ASSIGNED TASK>
Copy out each line of the listing below that contains the word "buffered".

===== EXERCISE INPUTS =====

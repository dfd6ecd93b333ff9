//! Integration tests for configuration validation

#![allow(clippy::expect_used, clippy::unwrap_used)]

use realm_protocol::config::{BackendConfig, NetworkConfig};
use std::time::Duration;
use tracing::Level;

/// Defaults carry the placeholder backend password, which validation
/// flags; everything else must be clean.
#[test]
fn test_default_config_validates_except_password() {
    let config = NetworkConfig::default();
    let errors = config.validate();
    assert_eq!(errors.len(), 1, "unexpected errors: {errors:?}");
    assert!(errors[0].contains("password"));
}

#[test]
fn test_empty_server_address() {
    let mut config = NetworkConfig::default();
    config.server.address = String::new();

    let errors = config.validate();
    assert!(errors.iter().any(|e| e.contains("cannot be empty")));
}

#[test]
fn test_zero_frames_per_tick() {
    let mut config = NetworkConfig::default();
    config.server.frames_per_tick = 0;

    let errors = config.validate();
    assert!(errors
        .iter()
        .any(|e| e.contains("Frames per tick cannot be 0")));
}

#[test]
fn test_excessive_frames_per_tick() {
    let mut config = NetworkConfig::default();
    config.server.frames_per_tick = 1000;

    let errors = config.validate();
    assert!(errors.iter().any(|e| e.contains("suspiciously high")));
}

#[test]
fn test_zero_tick_interval() {
    let mut config = NetworkConfig::default();
    config.server.tick_interval = Duration::ZERO;

    let errors = config.validate();
    assert!(errors.iter().any(|e| e.contains("Tick interval cannot be 0")));
}

#[test]
fn test_tiny_read_buffer() {
    let mut config = NetworkConfig::default();
    config.server.read_buffer_size = 64;

    let errors = config.validate();
    assert!(errors.iter().any(|e| e.contains("Read buffer too small")));
}

#[test]
fn test_backend_user_exceeding_wire_field() {
    let mut config = NetworkConfig::default();
    config.backend.user = "a".repeat(30);

    let errors = config.validate();
    assert!(errors.iter().any(|e| e.contains("user too long")));
}

#[test]
fn test_invalid_public_ip() {
    let mut config = NetworkConfig::default();
    config.backend.public_ip = String::from("not-an-address");

    let errors = config.validate();
    assert!(errors
        .iter()
        .any(|e| e.contains("not a valid IPv4 address")));
    assert!(config.backend.public_ip_u32().is_err());
}

#[test]
fn test_public_ip_wire_conversion() {
    let config = BackendConfig {
        public_ip: String::from("10.0.0.1"),
        ..BackendConfig::default()
    };
    assert_eq!(config.public_ip_u32().unwrap(), 0x0a00_0001);
}

#[test]
fn test_hammering_retry_interval() {
    let mut config = NetworkConfig::default();
    config.backend.retry_interval = Duration::from_millis(100);

    let errors = config.validate();
    assert!(errors.iter().any(|e| e.contains("hammers the backend")));
}

#[test]
fn test_world_without_maps() {
    let mut config = NetworkConfig::default();
    config.world.maps.clear();

    let errors = config.validate();
    assert!(errors.iter().any(|e| e.contains("at least one map")));
}

#[test]
fn test_chat_shrink_must_fit_inside_radius() {
    let mut config = NetworkConfig::default();
    config.world.area_radius = 5;
    config.world.chat_shrink = 5;

    let errors = config.validate();
    assert!(errors
        .iter()
        .any(|e| e.contains("Chat shrink must be in 0..area_radius")));
}

#[test]
fn test_sweep_interval_exceeding_staleness_window() {
    let mut config = NetworkConfig::default();
    config.handoff.sweep_interval = Duration::from_secs(120);

    let errors = config.validate();
    assert!(errors
        .iter()
        .any(|e| e.contains("should not exceed the staleness window")));
}

#[test]
fn test_toml_parsing_with_partial_sections() {
    let toml = r#"
        [server]
        address = "0.0.0.0:6900"
        frames_per_tick = 5

        [world]
        maps = [1, 2, 7]
    "#;
    let config = NetworkConfig::from_toml(toml).expect("partial TOML parses");
    assert_eq!(config.server.address, "0.0.0.0:6900");
    assert_eq!(config.server.frames_per_tick, 5);
    assert_eq!(config.world.maps, vec![1, 2, 7]);
    // untouched sections keep their defaults
    assert_eq!(config.backend.address, "127.0.0.1:6121");
    assert_eq!(config.handoff.stale_after, Duration::from_secs(60));
}

#[test]
fn test_durations_travel_as_milliseconds() {
    let toml = r#"
        [server]
        tick_interval = 50

        [handoff]
        stale_after = 90000
        sweep_interval = 15000
    "#;
    let config = NetworkConfig::from_toml(toml).expect("TOML parses");
    assert_eq!(config.server.tick_interval, Duration::from_millis(50));
    assert_eq!(config.handoff.stale_after, Duration::from_secs(90));
    assert_eq!(config.handoff.sweep_interval, Duration::from_secs(15));
}

#[test]
fn test_log_level_parses_from_text() {
    let toml = r#"
        [logging]
        log_level = "debug"
    "#;
    let config = NetworkConfig::from_toml(toml).expect("TOML parses");
    assert_eq!(config.logging.log_level, Level::DEBUG);
}

#[test]
fn test_invalid_log_level_is_an_error() {
    let toml = r#"
        [logging]
        log_level = "loud"
    "#;
    assert!(NetworkConfig::from_toml(toml).is_err());
}

#[test]
fn test_example_config_round_trips() {
    let example = NetworkConfig::example_config();
    let parsed = NetworkConfig::from_toml(&example).expect("example config parses");
    assert_eq!(parsed.server.frames_per_tick, 3);
    assert_eq!(parsed.backend.keepalive_interval, Duration::from_secs(10));
}

#[test]
fn test_malformed_toml_reports_config_error() {
    let err = NetworkConfig::from_toml("[server\naddress=").unwrap_err();
    assert!(err.to_string().contains("TOML"));
}
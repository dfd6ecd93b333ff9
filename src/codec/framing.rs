//! # Connection Buffer
//!
//! Per-socket input/output byte accumulation and frame extraction.
//!
//! Input bytes pile up in the receive buffer until a complete frame is
//! available under the descriptor table's length rule; outgoing bytes are
//! batched and drained once per scheduling tick.
//!
//! [`ConnBuffer::peek_frame`] is idempotent: it never consumes. The dispatch
//! loop consumes with an explicit [`ConnBuffer::consume`] *after* the handler
//! returns and only after re-checking that the session is still live, so a
//! handler that tears its own connection down mid-frame is never observable
//! as a fault.

use bytes::{Bytes, BytesMut};

use crate::codec::cursor::ByteReader;
use crate::codec::registry::{Descriptor, FrameLen, VersionTable};
use crate::error::{ProtocolError, Result};

/// Variable-length frames must declare a total length in this window.
/// Anything outside it is a protocol violation, fatal to the connection.
pub const MIN_VARIABLE_FRAME: usize = 4;
pub const MAX_VARIABLE_FRAME: usize = 32768;

/// One complete, length-delimited message, opcode header included.
#[derive(Debug, Clone)]
pub struct Frame {
    opcode: u16,
    bytes: Bytes,
}

impl Frame {
    #[must_use]
    pub fn new(opcode: u16, bytes: Bytes) -> Self {
        Self { opcode, bytes }
    }

    #[must_use]
    pub fn opcode(&self) -> u16 {
        self.opcode
    }

    #[must_use]
    pub fn len(&self) -> usize {
        self.bytes.len()
    }

    #[must_use]
    pub fn is_empty(&self) -> bool {
        self.bytes.is_empty()
    }

    #[must_use]
    pub fn reader(&self) -> ByteReader<'_> {
        ByteReader::new(&self.bytes)
    }

    #[must_use]
    pub fn bytes(&self) -> &[u8] {
        &self.bytes
    }

    /// Declared field `idx` of the descriptor, read as u8.
    pub fn field_u8(&self, d: &Descriptor, idx: usize) -> Result<u8> {
        self.reader().u8_at(self.field_offset(d, idx)?)
    }

    /// Declared field `idx` of the descriptor, read as u16.
    pub fn field_u16(&self, d: &Descriptor, idx: usize) -> Result<u16> {
        self.reader().u16_at(self.field_offset(d, idx)?)
    }

    /// Declared field `idx` of the descriptor, read as u32.
    pub fn field_u32(&self, d: &Descriptor, idx: usize) -> Result<u32> {
        self.reader().u32_at(self.field_offset(d, idx)?)
    }

    fn field_offset(&self, d: &Descriptor, idx: usize) -> Result<usize> {
        d.fields
            .get(idx)
            .map(|&o| o as usize)
            .ok_or(ProtocolError::FieldOutOfBounds {
                offset: idx,
                width: 0,
                len: d.fields.len(),
            })
    }
}

/// Per-connection input/output cursor pair.
#[derive(Debug, Default)]
pub struct ConnBuffer {
    rx: BytesMut,
    tx: BytesMut,
}

impl ConnBuffer {
    #[must_use]
    pub fn new() -> Self {
        Self::default()
    }

    #[must_use]
    pub fn with_capacity(rx: usize, tx: usize) -> Self {
        Self {
            rx: BytesMut::with_capacity(rx),
            tx: BytesMut::with_capacity(tx),
        }
    }

    /// Append received bytes to the input cursor.
    pub fn feed(&mut self, bytes: &[u8]) {
        self.rx.extend_from_slice(bytes);
    }

    /// Bytes currently buffered on the input side.
    #[must_use]
    pub fn pending_in(&self) -> usize {
        self.rx.len()
    }

    #[must_use]
    pub fn has_input(&self) -> bool {
        !self.rx.is_empty()
    }

    /// Raw buffered input. Version sniffing must inspect the handshake
    /// bytes before any descriptor table has been chosen, so it cannot go
    /// through [`Self::peek_frame`].
    #[must_use]
    pub fn raw_input(&self) -> &[u8] {
        &self.rx
    }

    /// Extract the next complete frame under `table`'s length rules without
    /// consuming it. Returns `Ok(None)` while bytes are still missing.
    ///
    /// Errors are protocol violations: unknown opcode for this version, or a
    /// variable length outside the sane window. Callers disconnect on them.
    pub fn peek_frame(&self, table: &VersionTable) -> Result<Option<Frame>> {
        if self.rx.len() < 2 {
            return Ok(None);
        }
        let opcode = u16::from_le_bytes([self.rx[0], self.rx[1]]);
        let descriptor = table
            .descriptor(opcode)
            .ok_or(ProtocolError::UnknownOpcode {
                version: table.version(),
                opcode,
            })?;

        let frame_len = match descriptor.len {
            FrameLen::Fixed(n) => n as usize,
            FrameLen::Variable => {
                if self.rx.len() < 4 {
                    return Ok(None);
                }
                let declared = u16::from_le_bytes([self.rx[2], self.rx[3]]) as usize;
                if !(MIN_VARIABLE_FRAME..=MAX_VARIABLE_FRAME).contains(&declared) {
                    return Err(ProtocolError::OversizedFrame(declared));
                }
                declared
            }
        };

        if self.rx.len() < frame_len {
            return Ok(None);
        }
        Ok(Some(Frame::new(
            opcode,
            Bytes::copy_from_slice(&self.rx[..frame_len]),
        )))
    }

    /// Advance past a frame previously returned by [`Self::peek_frame`].
    pub fn consume(&mut self, len: usize) {
        let n = len.min(self.rx.len());
        let _ = self.rx.split_to(n);
    }

    /// Queue outgoing bytes; they sit until the next flush.
    pub fn queue_send(&mut self, bytes: &[u8]) {
        self.tx.extend_from_slice(bytes);
    }

    /// Bytes currently batched on the output side.
    #[must_use]
    pub fn pending_out(&self) -> usize {
        self.tx.len()
    }

    /// Drain everything queued for sending.
    pub fn take_outgoing(&mut self) -> Bytes {
        self.tx.split().freeze()
    }
}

=====

ANSWER TO THIS TASK>
    /// Bytes currently buffered on the input side.
    /// Raw buffered input. Version sniffing must inspect the handshake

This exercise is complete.